The reason this happens so readily, the report indicates, is due to a weak and fragmented health-privacy regulatory system. Although the report is U.S. focused, QMed notes that most countries in the world have not reviewed their legal systems or put in place suitable regulators to keep an eye on the output from the digital health revolution. In the U.S., for instance, there have been no new federal laws specifically enacted to safeguard the personal health information collected by wearable devices.
The report is titled “Health Wearable Devices in the Big Data Era: Ensuring Privacy, Security, and Consumer Protection” and it describes the health data collected as being part of a large digital ecosystem where data is traded like any other commodity. According to the authors, a lucrative industry is developing and this is focused on “gathering and monetizing personal and health data in order to influence consumer behavior.”

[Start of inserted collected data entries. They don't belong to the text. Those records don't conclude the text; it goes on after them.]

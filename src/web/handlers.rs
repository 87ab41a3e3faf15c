//! HTTP request handlers.

use super::AppState;
use crate::probe::ProbeResult;
use crate::profile::ProfileView;
use crate::selector::{SelectionDecision, SelectorError};

use axum::{
    extract::{Path, State},
    http::StatusCode,
    response::{IntoResponse, Json, Response},
};
use chrono::{DateTime, Utc};
use serde::Serialize;

// ============================================================================
// Response types
// ============================================================================

#[derive(Debug, Serialize)]
pub struct TargetInfo {
    pub url: String,
    pub host: String,
}

/// A profile's masked metadata with its latest result.
#[derive(Debug, Serialize)]
pub struct ProfileEntry {
    #[serde(flatten)]
    pub profile: ProfileView,
    pub result: Option<ProbeResult>,
}

#[derive(Debug, Serialize)]
pub struct HealthSnapshot {
    pub checked_at: DateTime<Utc>,
    pub target: TargetInfo,
    pub selection: SelectionDecision,
    pub profiles: Vec<ProfileEntry>,
}

#[derive(Debug, Serialize)]
struct ErrorBody {
    error: String,
}

fn error_response(e: SelectorError) -> Response {
    let status = match &e {
        SelectorError::UnknownProfile(_) => StatusCode::NOT_FOUND,
        SelectorError::NoHealthyProfile(_) => StatusCode::SERVICE_UNAVAILABLE,
        SelectorError::NoEnabledProfiles | SelectorError::Probe(_) | SelectorError::Client(_) => {
            tracing::error!("Request failed: {}", e);
            StatusCode::INTERNAL_SERVER_ERROR
        }
    };
    (status, Json(ErrorBody { error: e.to_string() })).into_response()
}

// ============================================================================
// Egress health
// ============================================================================

/// Probe every enabled profile, then report the selection.
pub async fn handle_health(State(state): State<AppState>) -> Response {
    let selector = &state.selector;
    let checked_at = selector.now();

    let results = match selector.health_check_all().await {
        Ok(results) => results,
        Err(e) => return error_response(e),
    };
    let selection = selector.select_best_profile().await;

    let mut profiles = Vec::with_capacity(selector.registry().all().len());
    for profile in selector.registry().all() {
        let result = match results.iter().find(|r| r.profile_name == profile.name) {
            Some(r) => Some(r.clone()),
            None => selector.latest(&profile.name).await,
        };
        profiles.push(ProfileEntry {
            profile: ProfileView::from(profile),
            result,
        });
    }

    let target = &selector.settings().target;
    Json(HealthSnapshot {
        checked_at,
        target: TargetInfo {
            url: target.url.clone(),
            host: target.host.clone(),
        },
        selection,
        profiles,
    })
    .into_response()
}

pub async fn handle_selection(State(state): State<AppState>) -> impl IntoResponse {
    Json(state.selector.select_best_profile().await)
}

// ============================================================================
// Profiles
// ============================================================================

pub async fn handle_profiles(State(state): State<AppState>) -> impl IntoResponse {
    let mut entries = Vec::new();
    for profile in state.selector.registry().all() {
        entries.push(ProfileEntry {
            profile: ProfileView::from(profile),
            result: state.selector.latest(&profile.name).await,
        });
    }
    Json(entries)
}

pub async fn handle_profile_history(
    State(state): State<AppState>,
    Path(name): Path<String>,
) -> Response {
    match state.selector.history(&name).await {
        Some(history) => Json(history).into_response(),
        None => error_response(SelectorError::UnknownProfile(name)),
    }
}

pub async fn handle_check_profile(
    State(state): State<AppState>,
    Path(name): Path<String>,
) -> Response {
    match state.selector.check_profile(&name).await {
        Ok(result) => Json(result).into_response(),
        Err(e) => error_response(e),
    }
}

// ============================================================================
// Venue
// ============================================================================

pub async fn handle_venue_diagnostics(State(state): State<AppState>) -> impl IntoResponse {
    Json(state.venue.run().await)
}

pub async fn handle_healthz() -> &'static str {
    "ok"
}
//! DNS and TCP stages: resolve the first hop and open a connection to it.

use std::io::ErrorKind;
use std::net::{IpAddr, SocketAddr};
use tokio::net::TcpStream;

use super::{ErrorClass, Stage, StageFailure};

/// Resolve `host` to socket addresses on `port`.
pub async fn resolve(host: &str, port: u16) -> Result<Vec<SocketAddr>, StageFailure> {
    let addrs: Vec<SocketAddr> = tokio::net::lookup_host((host, port))
        .await
        .map_err(|e| {
            StageFailure::new(
                Stage::Dns,
                ErrorClass::Dns,
                "DNS_LOOKUP_FAILED",
                format!("failed to resolve {}: {}", host, e),
            )
        })?
        .collect();

    if addrs.is_empty() {
        return Err(StageFailure::new(
            Stage::Dns,
            ErrorClass::Dns,
            "DNS_NO_ADDRESSES",
            format!("no addresses found for {}", host),
        ));
    }

    Ok(addrs)
}

/// Socket address for an IP literal host, which needs no resolution.
pub fn literal(host: &str, port: u16) -> Option<SocketAddr> {
    host.parse::<IpAddr>().ok().map(|ip| SocketAddr::new(ip, port))
}

/// Connect to the first reachable address, in resolution order.
pub async fn connect_any(addrs: &[SocketAddr]) -> Result<(TcpStream, SocketAddr), StageFailure> {
    let mut last_err = None;

    for addr in addrs {
        match TcpStream::connect(addr).await {
            Ok(stream) => {
                let _ = stream.set_nodelay(true);
                return Ok((stream, *addr));
            }
            Err(e) => {
                tracing::debug!("TCP connect to {} failed: {}", addr, e);
                last_err = Some((*addr, e));
            }
        }
    }

    Err(match last_err {
        Some((addr, e)) => {
            let code = match e.kind() {
                ErrorKind::ConnectionRefused => "TCP_CONNECTION_REFUSED",
                ErrorKind::ConnectionReset => "TCP_CONNECTION_RESET",
                ErrorKind::TimedOut => "TCP_CONNECT_TIMEOUT",
                ErrorKind::AddrNotAvailable => "TCP_ADDRESS_UNAVAILABLE",
                ErrorKind::PermissionDenied => "TCP_PERMISSION_DENIED",
                _ => "TCP_CONNECT_FAILED",
            };
            StageFailure::new(
                Stage::Tcp,
                ErrorClass::Tcp,
                code,
                format!("connect to {} failed: {}", addr, e),
            )
        }
        None => StageFailure::new(
            Stage::Tcp,
            ErrorClass::Tcp,
            "TCP_NO_ADDRESSES",
            "nothing to connect to",
        ),
    })
}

One area the report is concerned with is marketing. Here health information is collected about a user and then this information used to select the appropriate products to market back at the user. For example, if a wearable fitness tracker detects that a person is not very fit and a little over-weight, then dietary products might be directed at the user (and these often come from a third-party to which the user’s data has been sold). The report describes such activities as “condition targeting,” “look-alike modeling,” “predictive analytics”, “scoring,” and even as far as “real-time buying.”
Talking with MobiHealthNews.com, one of the authors, Professor Kathryn C. Montgomery, sees increased regulation as the answer: “There is an urgent need to build meaningful, effective, and enforceable safeguards into its foundation.” The report provides a framework for what such regulation might look like.